Интересно, как Ким-сан воспринимал себя в качестве корейца? Иногда я бывал у него без предупреждения, но ни разу в его доме на Зубовском бульваре я не видел корейцев. И не было похоже, что он бывает в посольстве Северной Кореи. Только однажды, когда по какому-то случаю речь зашла о Северной Корее, он проронил: «А мой друг, бывший министром культуры, тоже попал под Чистку…»

Последний раз я встретился с ним осенью 1966 года. Это было уже после операции «кишечной по поводу язвы». Незадолго до этого я привел к нему Абэ Кобо[522], и по дороге назад я спросил его: «Что вы как доктор думаете о его внешнем виде?»

Доктор Абэ ответил: «Угу, цвет кожи у него как у классического ракового больного». Мне стало нестерпимо от воспоминания того, как он извинился со словами: «Устал я немного, простите, прилягу», лег на диван и долго еще разговаривал с нами.

Примерно через восемь месяцев после этого, 14 мая 1967 года его дыхание прервалось в комнате с красными стенами на Зубовском бульваре. Ему было 67 лет. Говорят, что за несколько дней до этого он со слезами на глазах впервые за 50 лет ел «японские кабаяки[523]», которыми его угостила жена одного спецкора. Церемония прощания прошла в Центральном доме Союза писателей на улице Герцена. По его завещанию его кремировали и захоронили на Ваганьковском кладбище рядом с женой Любой.

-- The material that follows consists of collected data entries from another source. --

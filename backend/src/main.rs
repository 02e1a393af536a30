//! Retail POS Backend Server
//!
//! A small point-of-sale backend: catalog, purchases, sales with receipt
//! issuance, customer credit ("nasiya") tracking, and a daily report.

use axum::{routing::get, Router};
use sqlx::postgres::PgPoolOptions;
use std::{net::SocketAddr, sync::Arc, time::Duration};
use tower_http::{
    cors::{Any, CorsLayer},
    trace::TraceLayer,
};
use tracing_subscriber::{layer::SubscriberExt, util::SubscriberInitExt};

mod config;
mod error;
mod handlers;
mod middleware;
mod models;
mod routes;
mod services;

pub use config::Config;

/// Application state shared across handlers
#[derive(Clone)]
pub struct AppState {
    pub db: sqlx::PgPool,
    pub config: Arc<Config>,
}

#[tokio::main]
async fn main() -> anyhow::Result<()> {
    // Initialize tracing
    tracing_subscriber::registry()
        .with(
            tracing_subscriber::EnvFilter::try_from_default_env()
                .unwrap_or_else(|_| "pos_server=debug,tower_http=debug,sqlx=warn".into()),
        )
        .with(tracing_subscriber::fmt::layer())
        .init();

    // Load configuration
    dotenvy::dotenv().ok();
    let config = config::Config::load()?;

    tracing::info!("Starting Retail POS Server");
    tracing::info!("Environment: {}", config.environment);

    // Create database connection pool
    tracing::info!("Connecting to database...");
    let db_pool = PgPoolOptions::new()
        .max_connections(config.database.max_connections)
        .min_connections(config.database.min_connections)
        .acquire_timeout(Duration::from_secs(30))
        .connect(&config.database.url)
        .await?;

    tracing::info!("Database connection established");

    // Run migrations in development
    if config.environment == "development" {
        tracing::info!("Running database migrations...");
        sqlx::migrate!("./migrations").run(&db_pool).await?;
        tracing::info!("Migrations completed");
    }

    // Create application state
    let state = AppState {
        db: db_pool,
        config: Arc::new(config.clone()),
    };

    // Build application
    let app = create_app(state);

    // Start server
    let addr = SocketAddr::from(([0, 0, 0, 0], config.server.port));
    tracing::info!("Listening on {}", addr);

    let listener = tokio::net::TcpListener::bind(addr).await?;
    axum::serve(listener, app).await?;

    Ok(())
}

/// Create the application router with all routes and middleware
fn create_app(state: AppState) -> Router {
    // CORS configuration
    let cors = CorsLayer::new()
        .allow_origin(Any)
        .allow_methods(Any)
        .allow_headers(Any);

    Router::new()
        .route("/", get(root))
        .merge(routes::api_routes())
        .layer(TraceLayer::new_for_http())
        .layer(cors)
        .with_state(state)
}

/// Root endpoint
async fn root() -> &'static str {
    "Retail POS API v1.0"
}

Он оставил после себя такие произведения, как «Тетрадь, найденная в Сунчоне», «По прочтении сжечь», «Школа призраков», «Кобра под подушкой». Их называют даже не детективами, а политическими шпионскими романами. Действие во всех этих произведениях разворачивается за границей.

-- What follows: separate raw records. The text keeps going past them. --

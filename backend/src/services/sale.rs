//! Sale transaction engine
//!
//! The heart of the system: one sale is validated against live stock,
//! priced from the catalog, stamped with the next receipt number, and
//! committed together with its stock decrements and (for credit sales) its
//! debt record — all inside a single transaction. Any failure rolls the
//! whole sale back; no partial writes survive.

use std::collections::HashMap;

use chrono::NaiveDate;
use rust_decimal::Decimal;
use serde::{Deserialize, Serialize};
use sqlx::{PgConnection, PgPool};

use shared::models::{apply_discount, line_total, Customer, Debt, Product, Sale, SaleItem, User};
use shared::types::PaymentType;
use shared::validation::{is_valid_discount, is_valid_product_id, is_valid_qty};

use crate::error::{AppError, AppResult};
use crate::models::{CustomerRow, DebtRow, ProductRow, SaleItemRow, SaleRow, UserRow};

/// Counter key backing the receipt sequence
const RECEIPT_COUNTER_KEY: &str = "receipt_no";

/// Sale service owning the sale transaction and sale listings
#[derive(Clone)]
pub struct SaleService {
    db: PgPool,
}

/// Input for creating a sale. Prices are never part of the request; the
/// catalog is the only price source.
#[derive(Debug, Deserialize)]
#[serde(rename_all = "camelCase")]
pub struct CreateSaleInput {
    pub payment_type: Option<String>,
    pub discount: Option<Decimal>,
    pub cash_amount: Option<Decimal>,
    pub card_amount: Option<Decimal>,
    pub customer_id: Option<i64>,
    #[serde(default)]
    pub items: Vec<SaleItemInput>,
}

/// One cart position
#[derive(Debug, Clone, Deserialize)]
#[serde(rename_all = "camelCase")]
pub struct SaleItemInput {
    pub product_id: i64,
    pub qty: Decimal,
}

/// Filters for listing sales
#[derive(Debug, Deserialize)]
#[serde(rename_all = "camelCase")]
pub struct SaleListQuery {
    pub from: Option<NaiveDate>,
    pub to: Option<NaiveDate>,
    pub payment_type: Option<String>,
}

/// A sale item together with its product, as printed on receipts
#[derive(Debug, Serialize)]
pub struct SaleItemWithProduct {
    #[serde(flatten)]
    pub item: SaleItem,
    pub product: Product,
}

/// The full sale graph returned to the cashier UI
#[derive(Debug, Serialize)]
#[serde(rename_all = "camelCase")]
pub struct SaleWithDetails {
    #[serde(flatten)]
    pub sale: Sale,
    pub seller: User,
    pub customer: Option<Customer>,
    pub items: Vec<SaleItemWithProduct>,
    pub debt: Option<Debt>,
}

/// Input after the pre-transaction checks: payment type resolved, amounts
/// normalized for the payment type.
#[derive(Debug, PartialEq)]
pub(crate) struct ValidatedSale {
    pub(crate) payment_type: PaymentType,
    pub(crate) discount: Decimal,
    pub(crate) cash_amount: Decimal,
    pub(crate) card_amount: Decimal,
    pub(crate) customer_id: Option<i64>,
}

/// One validated cart line with its price snapshot
#[derive(Debug, Clone, PartialEq)]
pub(crate) struct SaleLine {
    pub(crate) product_id: i64,
    pub(crate) qty: Decimal,
    pub(crate) sale_price: Decimal,
}

/// Pre-transaction input validation. Each rejection is a distinct error
/// code so the cashier UI can show a precise message.
pub(crate) fn validate_input(input: &CreateSaleInput) -> AppResult<ValidatedSale> {
    let label = input
        .payment_type
        .as_deref()
        .ok_or(AppError::PaymentTypeRequired)?;
    let payment_type = label
        .parse::<PaymentType>()
        .map_err(|_| AppError::PaymentTypeInvalid)?;

    if input.items.is_empty() {
        return Err(AppError::ItemsRequired);
    }

    let customer_id = if payment_type == PaymentType::Credit {
        match input.customer_id {
            Some(id) if id > 0 => Some(id),
            _ => return Err(AppError::CustomerRequiredForCredit),
        }
    } else {
        // Ignored for non-credit sales even if supplied
        None
    };

    let (cash_amount, card_amount) = if payment_type == PaymentType::Mixed {
        let cash = input.cash_amount.unwrap_or(Decimal::ZERO);
        let card = input.card_amount.unwrap_or(Decimal::ZERO);
        if cash <= Decimal::ZERO && card <= Decimal::ZERO {
            return Err(AppError::MixedRequiresCashOrCard);
        }
        (cash, card)
    } else {
        (Decimal::ZERO, Decimal::ZERO)
    };

    let discount = input.discount.unwrap_or(Decimal::ZERO);
    if !is_valid_discount(discount) {
        return Err(AppError::DiscountInvalid);
    }

    Ok(ValidatedSale {
        payment_type,
        discount,
        cash_amount,
        card_amount,
        customer_id,
    })
}

/// Validates cart lines against the locked product rows, in the order
/// product id, qty, existence, stock. The first failing line rejects the
/// whole cart.
pub(crate) fn check_items(
    items: &[SaleItemInput],
    products: &HashMap<i64, ProductRow>,
) -> AppResult<Vec<SaleLine>> {
    let mut lines = Vec::with_capacity(items.len());
    for item in items {
        if !is_valid_product_id(item.product_id) {
            return Err(AppError::ProductIdInvalid);
        }
        if !is_valid_qty(item.qty) {
            return Err(AppError::QtyInvalid);
        }
        let product = products
            .get(&item.product_id)
            .ok_or(AppError::ProductNotFound)?;
        if item.qty > product.stock_qty {
            return Err(AppError::StockNotEnough {
                product_name: product.name.clone(),
                stock: product.stock_qty,
                requested: item.qty,
            });
        }
        lines.push(SaleLine {
            product_id: item.product_id,
            qty: item.qty,
            sale_price: product.sale_price,
        });
    }
    Ok(lines)
}

/// Cart total before discount, from the snapshotted prices
pub(crate) fn raw_total(lines: &[SaleLine]) -> Decimal {
    lines.iter().map(|l| line_total(l.qty, l.sale_price)).sum()
}

impl SaleService {
    pub fn new(db: PgPool) -> Self {
        Self { db }
    }

    /// Create one sale atomically. Seller identity comes from the
    /// authenticated actor, never from the request body.
    pub async fn create_sale(
        &self,
        seller_id: i64,
        input: CreateSaleInput,
    ) -> AppResult<SaleWithDetails> {
        let validated = validate_input(&input)?;

        let mut tx = self.db.begin().await?;

        // Lock the referenced products for the rest of the transaction.
        // The stock check and the later decrement must be serialized per
        // product row, or two concurrent sales could both pass the check.
        let product_ids: Vec<i64> = input.items.iter().map(|it| it.product_id).collect();
        let products = sqlx::query_as::<_, ProductRow>(
            r#"
            SELECT id, name, category_id, unit, cost_price, sale_price, stock_qty,
                   min_stock_qty, is_active, created_at
            FROM products
            WHERE id = ANY($1) AND is_active = TRUE
            FOR UPDATE
            "#,
        )
        .bind(&product_ids)
        .fetch_all(&mut *tx)
        .await?;

        let by_id: HashMap<i64, ProductRow> =
            products.into_iter().map(|p| (p.id, p)).collect();

        let lines = check_items(&input.items, &by_id)?;
        let total = apply_discount(raw_total(&lines), validated.discount);

        let receipt_no = next_receipt_no(&mut tx).await?;

        let sale_id: i64 = sqlx::query_scalar(
            r#"
            INSERT INTO sales (receipt_no, seller_id, total, discount, payment_type,
                               cash_amount, card_amount, customer_id)
            VALUES ($1, $2, $3, $4, $5, $6, $7, $8)
            RETURNING id
            "#,
        )
        .bind(receipt_no)
        .bind(seller_id)
        .bind(total)
        .bind(validated.discount)
        .bind(validated.payment_type.as_str())
        .bind(validated.cash_amount)
        .bind(validated.card_amount)
        .bind(validated.customer_id)
        .fetch_one(&mut *tx)
        .await?;

        for line in &lines {
            sqlx::query(
                "INSERT INTO sale_items (sale_id, product_id, qty, sale_price) VALUES ($1, $2, $3, $4)",
            )
            .bind(sale_id)
            .bind(line.product_id)
            .bind(line.qty)
            .bind(line.sale_price)
            .execute(&mut *tx)
            .await?;

            // The stock floor is re-stated in the decrement itself; with the
            // rows locked above this cannot fail, but the guard keeps the
            // invariant local to the write.
            let updated = sqlx::query(
                "UPDATE products SET stock_qty = stock_qty - $1 WHERE id = $2 AND stock_qty >= $1",
            )
            .bind(line.qty)
            .bind(line.product_id)
            .execute(&mut *tx)
            .await?;

            if updated.rows_affected() == 0 {
                let (product_name, stock) = by_id
                    .get(&line.product_id)
                    .map(|p| (p.name.clone(), p.stock_qty))
                    .unwrap_or_default();
                return Err(AppError::StockNotEnough {
                    product_name,
                    stock,
                    requested: line.qty,
                });
            }
        }

        if validated.payment_type == PaymentType::Credit {
            sqlx::query(
                "INSERT INTO debts (customer_id, sale_id, debt_total, paid_total, status) VALUES ($1, $2, $3, 0, 'open')",
            )
            .bind(validated.customer_id)
            .bind(sale_id)
            .bind(total)
            .execute(&mut *tx)
            .await?;
        }

        let sale = fetch_sale_graph(&mut tx, sale_id).await?;

        tx.commit().await?;

        tracing::info!(sale_id, receipt_no, %total, "sale committed");

        Ok(sale)
    }

    /// List sales newest first, optionally filtered by an inclusive date
    /// range and a payment type. An unrecognized payment type filter is
    /// ignored rather than rejected.
    pub async fn list_sales(&self, query: &SaleListQuery) -> AppResult<Vec<SaleWithDetails>> {
        let from = query.from.map(day_start_utc);
        let to = query
            .to
            .map(|d| day_start_utc(d) + chrono::Duration::days(1));
        let payment_type = query
            .payment_type
            .as_deref()
            .and_then(|s| s.parse::<PaymentType>().ok());

        let rows = sqlx::query_as::<_, SaleRow>(
            r#"
            SELECT id, receipt_no, seller_id, total, discount, payment_type,
                   cash_amount, card_amount, customer_id, created_at
            FROM sales
            WHERE ($1::timestamptz IS NULL OR created_at >= $1)
              AND ($2::timestamptz IS NULL OR created_at < $2)
              AND ($3::text IS NULL OR payment_type = $3)
            ORDER BY created_at DESC
            "#,
        )
        .bind(from)
        .bind(to)
        .bind(payment_type.map(|p| p.as_str()))
        .fetch_all(&self.db)
        .await?;

        let mut conn = self.db.acquire().await?;
        let mut sales = Vec::with_capacity(rows.len());
        for row in rows {
            sales.push(assemble_sale(&mut *conn, row).await?);
        }
        Ok(sales)
    }
}

/// Midnight UTC for a calendar day
fn day_start_utc(date: NaiveDate) -> chrono::DateTime<chrono::Utc> {
    date.and_time(chrono::NaiveTime::MIN).and_utc()
}

/// Allocate the next receipt number. Must be called inside an open
/// transaction: the upsert-increment takes a row lock on the counter, so
/// two concurrent sales can never claim the same number. A rolled-back
/// sale wastes its number; duplicates are impossible.
pub(crate) async fn next_receipt_no(
    tx: &mut sqlx::Transaction<'_, sqlx::Postgres>,
) -> AppResult<i64> {
    let value = sqlx::query_scalar::<_, i64>(
        r#"
        INSERT INTO counters (key, value)
        VALUES ($1, 1)
        ON CONFLICT (key) DO UPDATE SET value = counters.value + 1
        RETURNING value
        "#,
    )
    .bind(RECEIPT_COUNTER_KEY)
    .fetch_one(&mut **tx)
    .await?;
    Ok(value)
}

/// Re-read the full sale graph (seller, customer, items with products,
/// debt) on the same connection that wrote it.
async fn fetch_sale_graph(
    tx: &mut sqlx::Transaction<'_, sqlx::Postgres>,
    sale_id: i64,
) -> AppResult<SaleWithDetails> {
    let row = sqlx::query_as::<_, SaleRow>(
        r#"
        SELECT id, receipt_no, seller_id, total, discount, payment_type,
               cash_amount, card_amount, customer_id, created_at
        FROM sales
        WHERE id = $1
        "#,
    )
    .bind(sale_id)
    .fetch_optional(&mut **tx)
    .await?
    .ok_or_else(|| AppError::NotFound("Sale".to_string()))?;

    assemble_sale(&mut **tx, row).await
}

/// Build the response graph for one sale row.
async fn assemble_sale(
    conn: &mut PgConnection,
    row: SaleRow,
) -> AppResult<SaleWithDetails> {
    let seller_row = sqlx::query_as::<_, UserRow>(
        "SELECT id, full_name, login, role, is_active, created_at FROM users WHERE id = $1",
    )
    .bind(row.seller_id)
    .fetch_one(&mut *conn)
    .await?;
    let seller = User::try_from(seller_row)?;

    let customer = match row.customer_id {
        Some(customer_id) => sqlx::query_as::<_, CustomerRow>(
            "SELECT id, full_name, phone, address, created_at FROM customers WHERE id = $1",
        )
        .bind(customer_id)
        .fetch_optional(&mut *conn)
        .await?
        .map(Customer::from),
        None => None,
    };

    let item_rows = sqlx::query_as::<_, SaleItemRow>(
        "SELECT id, sale_id, product_id, qty, sale_price FROM sale_items WHERE sale_id = $1 ORDER BY id",
    )
    .bind(row.id)
    .fetch_all(&mut *conn)
    .await?;

    let mut items = Vec::with_capacity(item_rows.len());
    for item_row in item_rows {
        let product_row = sqlx::query_as::<_, ProductRow>(
            r#"
            SELECT id, name, category_id, unit, cost_price, sale_price, stock_qty,
                   min_stock_qty, is_active, created_at
            FROM products
            WHERE id = $1
            "#,
        )
        .bind(item_row.product_id)
        .fetch_one(&mut *conn)
        .await?;
        items.push(SaleItemWithProduct {
            item: SaleItem::from(item_row),
            product: Product::from(product_row),
        });
    }

    let debt = sqlx::query_as::<_, DebtRow>(
        "SELECT id, customer_id, sale_id, debt_total, paid_total, status, created_at FROM debts WHERE sale_id = $1",
    )
    .bind(row.id)
    .fetch_optional(&mut *conn)
    .await?
    .map(Debt::try_from)
    .transpose()?;

    Ok(SaleWithDetails {
        sale: Sale::try_from(row)?,
        seller,
        customer,
        items,
        debt,
    })
}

Какой же мог видеть свою жизнь, проносящуюся перед глазами в смертный час, человек, родившийся во Владивостоке царских времен как сын корейского политэмигранта, проведший детство в Японии, вернувшийся в революционную страну, зарабатывавший себе на жизнь японским языком, позже получивший секретную работу, ездивший на гражданскую войну в Испанию, и за это посланный в лютый лагерь, а после отправленный на Берлинскую операцию, и, наконец, после войны ставший на путь писательства? Многие еще неразгаданные загадки он молча унес с собой в могилу.

Примечания переводчика

Кимура Хироси (1925–1992) — переводчик и критик русской литературы. Выпускник Токийского института иностранных языков. Известен прежде всего переводами Солженицына.